Abdulmehdi, ülkesini bu bilek güreşinin dışında tutmaya çalışıyor ancak bu o kadar kolay görünmüyor.

Abdulmehdi, Ankara’da olduğu saatlerde Irak’taki güvenlik alarmı seviyesini en üst düzeye çıkardı ve bu ülkedeki acil görevliler dışındaki tüm diplomatik görevlilerini geri çekti. Hemen ardından Almanya ve Hollanda da bu ülkedeki askeri faaliyetlerini durdurduklarını açıkladı.

ABD, bu ülkedeki İran destekli Şii Haşdi Şabi güçlerinin saldırılarından çekiniyor.

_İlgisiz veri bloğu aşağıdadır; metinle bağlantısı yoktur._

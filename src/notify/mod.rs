//! Outbound message model and the messaging-platform collaborator.

pub mod discord;
pub mod pacing;

use std::collections::HashSet;
use std::sync::{Mutex, PoisonError};

use anyhow::{anyhow, Result};
use async_trait::async_trait;
use serde::Serialize;

use crate::model::ItemId;

#[derive(Debug, Clone, PartialEq, Serialize)]
pub struct EmbedField {
    pub name: String,
    pub value: String,
    pub inline: bool,
}

/// Structured content block.
#[derive(Debug, Clone, PartialEq, Serialize, Default)]
pub struct Embed {
    pub title: String,
    #[serde(skip_serializing_if = "Option::is_none")]
    pub url: Option<String>,
    pub description: String,
    pub color: u32,
    pub fields: Vec<EmbedField>,
    #[serde(skip_serializing_if = "Option::is_none")]
    pub footer: Option<String>,
    #[serde(skip_serializing_if = "Option::is_none")]
    pub thumbnail: Option<String>,
    /// RFC 3339.
    #[serde(skip_serializing_if = "Option::is_none")]
    pub timestamp: Option<String>,
}

impl Embed {
    /// Characters counted against the per-message limit: title, description,
    /// field names and values, footer.
    pub fn char_len(&self) -> usize {
        self.title.chars().count()
            + self.description.chars().count()
            + self
                .fields
                .iter()
                .map(|f| f.name.chars().count() + f.value.chars().count())
                .sum::<usize>()
            + self.footer.as_deref().map_or(0, |f| f.chars().count())
    }
}

/// One message to one destination: plain text or a list of embeds.
#[derive(Debug, Clone, PartialEq, Serialize, Default)]
pub struct OutboundMessage {
    #[serde(skip_serializing_if = "Option::is_none")]
    pub content: Option<String>,
    pub embeds: Vec<Embed>,
    /// Items packed into this message, in order.
    #[serde(skip)]
    pub item_ids: Vec<ItemId>,
}

impl OutboundMessage {
    pub fn char_len(&self) -> usize {
        self.content.as_deref().map_or(0, |c| c.chars().count())
            + self.embeds.iter().map(Embed::char_len).sum::<usize>()
    }

    pub fn item_count(&self) -> usize {
        self.item_ids.len()
    }
}

#[async_trait]
pub trait Messenger: Send + Sync {
    async fn send(&self, destination: &str, message: &OutboundMessage) -> Result<()>;
    fn name(&self) -> &'static str;
}

/// Writes messages to the log instead of a platform. Used when no webhook is configured.
#[derive(Debug, Default, Clone, Copy)]
pub struct LogMessenger;

#[async_trait]
impl Messenger for LogMessenger {
    async fn send(&self, destination: &str, message: &OutboundMessage) -> Result<()> {
        tracing::info!(
            target: "delivery",
            destination,
            items = message.item_count(),
            chars = message.char_len(),
            "message (log only)"
        );
        Ok(())
    }

    fn name(&self) -> &'static str {
        "log"
    }
}

/// In-memory messenger for tests and dry runs. Destinations in `failing`
/// reject every send.
#[derive(Debug, Default)]
pub struct RecordingMessenger {
    sent: Mutex<Vec<(String, OutboundMessage)>>,
    failing: HashSet<String>,
}

impl RecordingMessenger {
    pub fn new() -> Self {
        Self::default()
    }

    pub fn failing_on(mut self, destination: impl Into<String>) -> Self {
        self.failing.insert(destination.into());
        self
    }

    pub fn sent(&self) -> Vec<(String, OutboundMessage)> {
        self.sent
            .lock()
            .unwrap_or_else(PoisonError::into_inner)
            .clone()
    }

    pub fn sent_to(&self, destination: &str) -> Vec<OutboundMessage> {
        self.sent()
            .into_iter()
            .filter(|(d, _)| d == destination)
            .map(|(_, m)| m)
            .collect()
    }

    /// Item ids delivered to `destination`, in send order.
    pub fn items_to(&self, destination: &str) -> Vec<ItemId> {
        self.sent_to(destination)
            .into_iter()
            .flat_map(|m| m.item_ids)
            .collect()
    }

    pub fn clear(&self) {
        self.sent
            .lock()
            .unwrap_or_else(PoisonError::into_inner)
            .clear();
    }
}

#[async_trait]
impl Messenger for RecordingMessenger {
    async fn send(&self, destination: &str, message: &OutboundMessage) -> Result<()> {
        if self.failing.contains(destination) {
            return Err(anyhow!("destination {destination} rejected the message"));
        }
        self.sent
            .lock()
            .unwrap_or_else(PoisonError::into_inner)
            .push((destination.to_string(), message.clone()));
        Ok(())
    }

    fn name(&self) -> &'static str {
        "recording"
    }
}
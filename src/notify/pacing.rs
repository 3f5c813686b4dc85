// src/notify/pacing.rs
use std::collections::HashMap;
use std::time::Duration;

use tokio::sync::Mutex;
use tokio::time::Instant;

/// Fixed gap between consecutive sends to the same destination.
/// - First send to a destination goes out immediately.
/// - Destinations never wait on each other.
/// - Slots carry over between cycles.
#[derive(Debug, Default)]
pub struct Pacer {
    delay: Duration,
    next_slot: Mutex<HashMap<String, Instant>>,
}

impl Pacer {
    pub fn new(delay: Duration) -> Self {
        Self {
            delay,
            next_slot: Mutex::new(HashMap::new()),
        }
    }

    /// Reserve the next slot for `destination` and sleep until it opens.
    pub async fn wait_turn(&self, destination: &str) {
        let wait_for = {
            let mut slots = self.next_slot.lock().await;
            let now = Instant::now();
            let slot = slots.get(destination).copied().filter(|t| *t > now).unwrap_or(now);
            slots.insert(destination.to_string(), slot + self.delay);
            slot.checked_duration_since(now)
        };
        if let Some(d) = wait_for.filter(|d| !d.is_zero()) {
            tokio::time::sleep(d).await;
        }
    }
}
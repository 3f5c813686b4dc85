//! Destination selection for enriched items.
//!
//! Precedence:
//! 1. A source `destination_override` wins outright: exactly that destination.
//! 2. Otherwise the default destination is always included.
//! 3. Every other rule adds its destination only when all of its filters pass
//!    (exclude-list unless included, category set, minimum trust, sentiment).
//!
//! A rule whose threshold cannot be interpreted never matches.

use serde::{Deserialize, Serialize};

use crate::model::{Item, Sentiment, Source};
use crate::render::ContentStyle;

fn default_sentiment_filter() -> String {
    "all".to_string()
}
fn default_max_items() -> usize {
    10
}
fn default_true() -> bool {
    true
}

/// Minimum trust as written in config: a number, or a string that should hold one.
#[derive(Debug, Clone, PartialEq, Serialize, Deserialize)]
#[serde(untagged)]
pub enum MinTrust {
    Number(f64),
    Text(String),
}

impl Default for MinTrust {
    fn default() -> Self {
        MinTrust::Number(0.0)
    }
}

impl MinTrust {
    /// `None` when the value is unparseable, NaN or outside 0..=1.
    pub fn threshold(&self) -> Option<f64> {
        let v = match self {
            MinTrust::Number(n) => *n,
            MinTrust::Text(s) => s.trim().parse::<f64>().ok()?,
        };
        (v.is_finite() && (0.0..=1.0).contains(&v)).then_some(v)
    }
}

#[derive(Debug, Clone, PartialEq, Serialize, Deserialize)]
pub struct DeliveryRule {
    pub destination: String,
    /// Empty means every category.
    #[serde(default, alias = "allowedCategories")]
    pub categories: Vec<String>,
    #[serde(default, alias = "includeSources")]
    pub include_sources: Vec<String>,
    #[serde(default, alias = "excludeSources")]
    pub exclude_sources: Vec<String>,
    #[serde(default, alias = "minTrust")]
    pub min_trust: MinTrust,
    #[serde(default = "default_sentiment_filter", alias = "sentimentFilter")]
    pub sentiment_filter: String,
    #[serde(default = "default_max_items", alias = "maxItems")]
    pub max_items: usize,
    #[serde(default)]
    pub style: ContentStyle,
    #[serde(default = "default_true", alias = "includeSummary")]
    pub include_summary: bool,
    #[serde(default = "default_true", alias = "includeFactCheck")]
    pub include_fact_check: bool,
}

impl DeliveryRule {
    pub fn new(destination: impl Into<String>) -> Self {
        Self {
            destination: destination.into(),
            categories: Vec::new(),
            include_sources: Vec::new(),
            exclude_sources: Vec::new(),
            min_trust: MinTrust::default(),
            sentiment_filter: default_sentiment_filter(),
            max_items: default_max_items(),
            style: ContentStyle::default(),
            include_summary: true,
            include_fact_check: true,
        }
    }

    /// True when every filter of this rule admits the item.
    pub fn admits(&self, source: &str, category: &str, trust: f64, sentiment: Sentiment) -> bool {
        let included = contains_ci(&self.include_sources, source);
        if !included && contains_ci(&self.exclude_sources, source) {
            return false;
        }

        if !self.categories.is_empty() && !contains_ci(&self.categories, category) {
            return false;
        }

        match self.min_trust.threshold() {
            Some(min) if trust >= min => {}
            _ => return false,
        }

        let filter = self.sentiment_filter.trim();
        filter.is_empty()
            || filter.eq_ignore_ascii_case("all")
            || filter.eq_ignore_ascii_case(sentiment.as_str())
    }
}

fn contains_ci(list: &[String], needle: &str) -> bool {
    list.iter().any(|s| s.eq_ignore_ascii_case(needle))
}

/// Evaluates the rule set for one cycle. Deterministic for a given config.
#[derive(Debug, Clone)]
pub struct DeliveryRouter<'a> {
    default_destination: &'a str,
    rules: &'a [DeliveryRule],
}

impl<'a> DeliveryRouter<'a> {
    pub fn new(default_destination: &'a str, rules: &'a [DeliveryRule]) -> Self {
        Self {
            default_destination,
            rules,
        }
    }

    /// Ordered, de-duplicated destinations for `item` from `source`.
    pub fn route(&self, item: &Item, source: &Source) -> Vec<String> {
        if let Some(dest) = source
            .destination_override
            .as_deref()
            .map(str::trim)
            .filter(|d| !d.is_empty())
        {
            return vec![dest.to_string()];
        }

        let mut out = vec![self.default_destination.to_string()];
        let category = item.category_or_general();
        let trust = source.trust();
        let sentiment = item.sentiment();

        for rule in self.rules {
            if out.iter().any(|d| d == &rule.destination) {
                continue;
            }
            if rule.admits(&source.name, category, trust, sentiment) {
                out.push(rule.destination.clone());
            }
        }

        if cfg!(feature = "debug") {
            tracing::info!(item = %item.id, destinations = ?out, "routed");
        } else {
            tracing::debug!(item = %item.id, destinations = ?out, "routed");
        }
        out
    }
}
//! Configuration for level scoring and ranking

use serde::{Deserialize, Serialize};

/// Default open-interest threshold for level candidates
pub const DEFAULT_OI_THRESHOLD: u64 = 1500;

/// Configuration for level ranking
#[derive(Debug, Clone, PartialEq, Serialize, Deserialize)]
#[serde(default)]
pub struct LevelConfig {
    /// Rows need open interest strictly above this to become candidates
    /// Default: 1500
    pub oi_threshold: u64,
    /// Scale constants for the composite score
    pub weights: ScoreWeights,
}

impl Default for LevelConfig {
    fn default() -> Self {
        Self {
            oi_threshold: DEFAULT_OI_THRESHOLD,
            weights: ScoreWeights::default(),
        }
    }
}

impl LevelConfig {
    /// Aggressive settings: lower liquidity bar, more levels
    pub fn aggressive() -> Self {
        Self {
            oi_threshold: 500,
            ..Default::default()
        }
    }

    /// Conservative settings: only heavily held strikes
    pub fn conservative() -> Self {
        Self {
            oi_threshold: 5000,
            ..Default::default()
        }
    }

    pub fn with_oi_threshold(mut self, oi_threshold: u64) -> Self {
        self.oi_threshold = oi_threshold;
        self
    }
}

/// Scale constants for each score component
///
/// Each raw quantity is normalised by division or multiplication so no single
/// component dominates the sum.
#[derive(Debug, Clone, PartialEq, Serialize, Deserialize)]
#[serde(default)]
pub struct ScoreWeights {
    /// Open interest is divided by this
    /// Default: 1000
    pub oi_divisor: f64,
    /// Volume is divided by this
    /// Default: 500
    pub volume_divisor: f64,
    /// Implied volatility is multiplied by this
    /// Default: 100
    pub iv_multiplier: f64,
    /// |delta| is multiplied by this
    /// Default: 1000
    pub delta_multiplier: f64,
    /// Gamma is multiplied by this
    /// Default: 10000
    pub gamma_multiplier: f64,
    /// Vega is multiplied by this
    /// Default: 100
    pub vega_multiplier: f64,
    /// |theta| is multiplied by this
    /// Default: 100
    pub theta_multiplier: f64,
}

impl Default for ScoreWeights {
    fn default() -> Self {
        Self {
            oi_divisor: 1000.0,
            volume_divisor: 500.0,
            iv_multiplier: 100.0,
            delta_multiplier: 1000.0,
            gamma_multiplier: 10000.0,
            vega_multiplier: 100.0,
            theta_multiplier: 100.0,
        }
    }
}

#[cfg(test)]
mod tests {
    use super::*;

    #[test]
    fn test_presets() {
        assert_eq!(LevelConfig::default().oi_threshold, 1500);
        assert!(LevelConfig::aggressive().oi_threshold < LevelConfig::default().oi_threshold);
        assert!(LevelConfig::conservative().oi_threshold > LevelConfig::default().oi_threshold);
        assert_eq!(LevelConfig::default().with_oi_threshold(42).oi_threshold, 42);
    }

    #[test]
    fn test_partial_json() {
        let config: LevelConfig = serde_json::from_str(r#"{"oi_threshold": 800}"#).unwrap();
        assert_eq!(config.oi_threshold, 800);
        assert_eq!(config.weights, ScoreWeights::default());

        let config: LevelConfig =
            serde_json::from_str(r#"{"weights": {"gamma_multiplier": 5000.0}}"#).unwrap();
        assert_eq!(config.oi_threshold, DEFAULT_OI_THRESHOLD);
        assert_eq!(config.weights.gamma_multiplier, 5000.0);
        assert_eq!(config.weights.oi_divisor, 1000.0);
    }
}
//! Option class and chain definitions

use std::fmt;
use std::str::FromStr;

use chrono::NaiveDate;
use serde::{Deserialize, Serialize};

use super::error::LevelsError;
use super::quote::RawQuote;

/// Option type (Call or Put)
#[derive(Debug, Clone, Copy, PartialEq, Eq, Hash, Serialize, Deserialize)]
#[serde(rename_all = "lowercase")]
pub enum OptionType {
    Call,
    Put,
}

impl OptionType {
    /// Payoff direction: +1 for call, -1 for put
    pub fn phi(&self) -> f64 {
        match self {
            OptionType::Call => 1.0,
            OptionType::Put => -1.0,
        }
    }

    pub fn label(&self) -> &'static str {
        match self {
            OptionType::Call => "call",
            OptionType::Put => "put",
        }
    }
}

impl fmt::Display for OptionType {
    fn fmt(&self, f: &mut fmt::Formatter<'_>) -> fmt::Result {
        f.write_str(self.label())
    }
}

impl FromStr for OptionType {
    type Err = LevelsError;

    fn from_str(s: &str) -> Result<Self, Self::Err> {
        match s.trim().to_ascii_lowercase().as_str() {
            "call" | "c" => Ok(OptionType::Call),
            "put" | "p" => Ok(OptionType::Put),
            other => Err(LevelsError::domain(format!("unknown option type '{}'", other))),
        }
    }
}

/// An option chain for a single expiry, as delivered by a data provider
#[derive(Debug, Clone, Serialize, Deserialize)]
pub struct OptionChain {
    /// Underlying symbol
    pub underlying: String,
    /// Expiration date
    pub expiry: NaiveDate,
    /// Call rows
    pub calls: Vec<RawQuote>,
    /// Put rows
    pub puts: Vec<RawQuote>,
}

impl OptionChain {
    pub fn new(underlying: impl Into<String>, expiry: NaiveDate) -> Self {
        Self {
            underlying: underlying.into(),
            expiry,
            calls: Vec::new(),
            puts: Vec::new(),
        }
    }

    /// Total number of rows on both sides
    pub fn len(&self) -> usize {
        self.calls.len() + self.puts.len()
    }

    pub fn is_empty(&self) -> bool {
        self.calls.is_empty() && self.puts.is_empty()
    }

    /// All strikes, sorted and deduplicated
    pub fn strikes(&self) -> Vec<f64> {
        let mut strikes: Vec<f64> = self
            .calls
            .iter()
            .chain(self.puts.iter())
            .map(|q| q.strike)
            .collect();
        strikes.sort_by(|a, b| a.total_cmp(b));
        strikes.dedup();
        strikes
    }
}

#[cfg(test)]
mod tests {
    use super::*;

    #[test]
    fn test_option_type() {
        assert_eq!(OptionType::Call.phi(), 1.0);
        assert_eq!(OptionType::Put.phi(), -1.0);
        assert_eq!(OptionType::Put.to_string(), "put");

        assert_eq!("CALL".parse::<OptionType>().unwrap(), OptionType::Call);
        assert_eq!("p".parse::<OptionType>().unwrap(), OptionType::Put);
        assert!("straddle".parse::<OptionType>().is_err());
    }

    #[test]
    fn test_chain_strikes() {
        let expiry = NaiveDate::from_ymd_opt(2025, 6, 20).unwrap();
        let mut chain = OptionChain::new("SPY", expiry);
        chain.calls.push(RawQuote::new(455.0, 100, 10, 0.2));
        chain.calls.push(RawQuote::new(450.0, 100, 10, 0.2));
        chain.puts.push(RawQuote::new(450.0, 100, 10, 0.2));
        chain.puts.push(RawQuote::new(440.0, 100, 10, 0.2));

        assert_eq!(chain.len(), 4);
        assert!(!chain.is_empty());
        assert_eq!(chain.strikes(), vec![440.0, 450.0, 455.0]);
    }
}
//! Level ranking
//!
//! Applies the Greek calculator and the level scorer across a full chain,
//! filters by liquidity, partitions into support and resistance and sorts.

use rayon::prelude::*;

use crate::core::{LevelsError, LevelsResult, OptionQuote, OptionType, PricedQuote, PricingContext, RawQuote};
use crate::models::black_scholes;

use super::{score_level, LevelConfig, LevelSet, LevelSide, RankedLevel, ScoreWeights};

/// Rank a chain into support and resistance levels with default weights
///
/// Rows need open interest strictly greater than `oi_threshold`. Resistance
/// comes from calls struck above spot, support from puts struck below it.
/// Both sequences are sorted by score descending; ties keep chain order.
pub fn compute_levels(
    calls: &[RawQuote],
    puts: &[RawQuote],
    ctx: &PricingContext,
    oi_threshold: u64,
) -> LevelsResult<LevelSet> {
    rank_levels(
        calls,
        puts,
        ctx,
        &LevelConfig::default().with_oi_threshold(oi_threshold),
    )
}

/// Rank a chain using a full configuration
///
/// Only rows above the open-interest threshold are checked for a valid
/// strike; a non-positive or NaN strike on such a row fails the whole run
/// with a `Domain` error, while illiquid rows are dropped unchecked.
pub fn rank_levels(
    calls: &[RawQuote],
    puts: &[RawQuote],
    ctx: &PricingContext,
    config: &LevelConfig,
) -> LevelsResult<LevelSet> {
    ctx.validate()?;
    validate_strikes(calls, OptionType::Call, config.oi_threshold)?;
    validate_strikes(puts, OptionType::Put, config.oi_threshold)?;

    // Steps 1-2: tag and price every row
    let priced_calls = price_all(OptionQuote::tag_all(calls, OptionType::Call), ctx);
    let priced_puts = price_all(OptionQuote::tag_all(puts, OptionType::Put), ctx);

    // Steps 3-4: liquidity filter and partition around spot
    let resistance = select_candidates(priced_calls, LevelSide::Resistance, ctx.spot, config.oi_threshold);
    let support = select_candidates(priced_puts, LevelSide::Support, ctx.spot, config.oi_threshold);

    // Steps 5-6: score and sort
    let resistance = score_and_sort(resistance, ctx, &config.weights)?;
    let support = score_and_sort(support, ctx, &config.weights)?;

    tracing::debug!(
        calls = calls.len(),
        puts = puts.len(),
        resistance = resistance.len(),
        support = support.len(),
        oi_threshold = config.oi_threshold,
        "ranked option levels"
    );

    Ok(LevelSet { support, resistance })
}

/// Attach Black-Scholes Greeks to every row
pub fn price_all(quotes: Vec<OptionQuote>, ctx: &PricingContext) -> Vec<PricedQuote> {
    quotes
        .into_par_iter()
        .map(|q| {
            let greeks = black_scholes::greeks(
                ctx.spot,
                q.strike,
                ctx.time_to_expiry,
                ctx.rate,
                q.implied_vol,
                q.option_type,
            );
            q.with_greeks(greeks)
        })
        .collect()
}

/// Whether a strike lies on the given side of spot
pub fn is_on_side(side: LevelSide, strike: f64, spot: f64) -> bool {
    match side {
        LevelSide::Resistance => strike > spot,
        LevelSide::Support => strike < spot,
    }
}

fn select_candidates(
    priced: Vec<PricedQuote>,
    side: LevelSide,
    spot: f64,
    oi_threshold: u64,
) -> Vec<PricedQuote> {
    priced
        .into_iter()
        .filter(|p| p.quote.open_interest > oi_threshold)
        .filter(|p| is_on_side(side, p.strike(), spot))
        .collect()
}

fn score_and_sort(
    candidates: Vec<PricedQuote>,
    ctx: &PricingContext,
    weights: &ScoreWeights,
) -> LevelsResult<Vec<RankedLevel>> {
    let mut levels: Vec<RankedLevel> = candidates
        .into_par_iter()
        .map(|quote| {
            let extreme = ctx.historical_extreme(quote.option_type());
            let score = score_level(&quote, ctx.spot, extreme, weights);
            if !score.total.is_finite() {
                return Err(LevelsError::numerical(format!(
                    "non-finite score for {} at strike {}",
                    quote.option_type(),
                    quote.strike()
                )));
            }
            Ok(RankedLevel { quote, score })
        })
        .collect::<LevelsResult<Vec<_>>>()?;

    // Stable: equal scores keep chain order
    levels.sort_by(|a, b| b.score.total.total_cmp(&a.score.total));
    Ok(levels)
}

fn validate_strikes(rows: &[RawQuote], option_type: OptionType, oi_threshold: u64) -> LevelsResult<()> {
    let bad = rows
        .iter()
        .filter(|r| r.open_interest > oi_threshold)
        .find(|r| !(r.strike.is_finite() && r.strike > 0.0));
    match bad {
        Some(bad) => Err(LevelsError::domain(format!(
            "{} strike must be positive, got {}",
            option_type, bad.strike
        ))),
        None => Ok(()),
    }
}
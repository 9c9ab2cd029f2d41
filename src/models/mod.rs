//! Pricing Models
//!
//! Implements:
//! - Black-Scholes (Greeks for chain rows)

pub mod black_scholes;

pub use black_scholes::*;
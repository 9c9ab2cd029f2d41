//! Option Greeks
//!
//! First order sensitivities used by the level scorer.

use serde::{Deserialize, Serialize};

/// Option Greeks (sensitivities)
#[derive(Debug, Clone, Copy, Default, PartialEq, Serialize, Deserialize)]
pub struct Greeks {
    /// Delta: dV/dS (sensitivity to spot)
    pub delta: f64,
    /// Gamma: d²V/dS² (sensitivity of delta to spot)
    pub gamma: f64,
    /// Theta: dV/dt (annualised time decay)
    pub theta: f64,
    /// Vega: dV/dσ (per unit of volatility)
    pub vega: f64,
}

impl Greeks {
    /// All-zero Greeks, returned for degenerate inputs
    pub const ZERO: Greeks = Greeks {
        delta: 0.0,
        gamma: 0.0,
        theta: 0.0,
        vega: 0.0,
    };

    pub fn new(delta: f64, gamma: f64, theta: f64, vega: f64) -> Self {
        Self {
            delta,
            gamma,
            theta,
            vega,
        }
    }

    /// Scale Greeks by a factor (e.g., open interest)
    pub fn scale(&self, factor: f64) -> Self {
        Self {
            delta: self.delta * factor,
            gamma: self.gamma * factor,
            theta: self.theta * factor,
            vega: self.vega * factor,
        }
    }

    pub fn is_zero(&self) -> bool {
        *self == Self::ZERO
    }

    pub fn is_finite(&self) -> bool {
        self.delta.is_finite()
            && self.gamma.is_finite()
            && self.theta.is_finite()
            && self.vega.is_finite()
    }
}

#[cfg(test)]
mod tests {
    use super::*;

    #[test]
    fn test_scale() {
        let g = Greeks::new(0.5, 0.02, -10.0, 30.0).scale(100.0);
        assert_eq!(g.delta, 50.0);
        assert_eq!(g.gamma, 2.0);
        assert_eq!(g.theta, -1000.0);
        assert_eq!(g.vega, 3000.0);
    }

    #[test]
    fn test_zero() {
        assert!(Greeks::ZERO.is_zero());
        assert!(Greeks::default().is_zero());
        assert!(!Greeks::new(0.1, 0.0, 0.0, 0.0).is_zero());
        assert!(!Greeks::new(f64::NAN, 0.0, 0.0, 0.0).is_finite());
    }
}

Öyle ki geçen hafta Bağdat’ı ziyaret eden ABD Dışişleri Bakanı Mike Pompeo, Abdulmehdi ile görüşmesinde, “Ya bu güçleri durdurun ya da biz durdururuz” diye sert bir uyarıda bulunmuştu.

İran’ın Irak’taki gayr-i resmi askeri kolu olarak nitelendirilen Haşdi Şabi, ülkede neredeyse resmi ordu kadar güçlü. Üstelik 2016’da çıkarılan bir yönetmelik ile yasal statüye de kavuşmuş durumda. Ve de onların siyasi olan eski komutanları Hadi Amiri liderliğindeki Fetih Koalisyonu Irak parlamentosunda ikinci parti konumunda.

2014’te DEAŞ’ın Musul’u ele geçirmesinin ardından yaşanan çatışmalarda neredeyse yarısı yerle bir olan Irak, bu yıl yeniden inşa edilmeyi umarken, ABD-İran gerilimi nedeniyle iç savaşın eşiğine gelmiş bulunuyor.

Sünnilerin yoğunluklu olduğu Musul, Basra, Necef kaynıyor. 

Emrah Kekilli’nin dediği gibi, bu iki ülke arasındaki bir savaş en çok Irak’ı vuracak.

Dolayısıyla siyasi ve güvenlik olarak bu denli belirsizlik yaşayan bir ülke ile yapılan anlaşmaların hayata geçme ihtimali çok zayıf.

Ankara’nın bu ihtimallere karşı alternatif planlarının olması şart.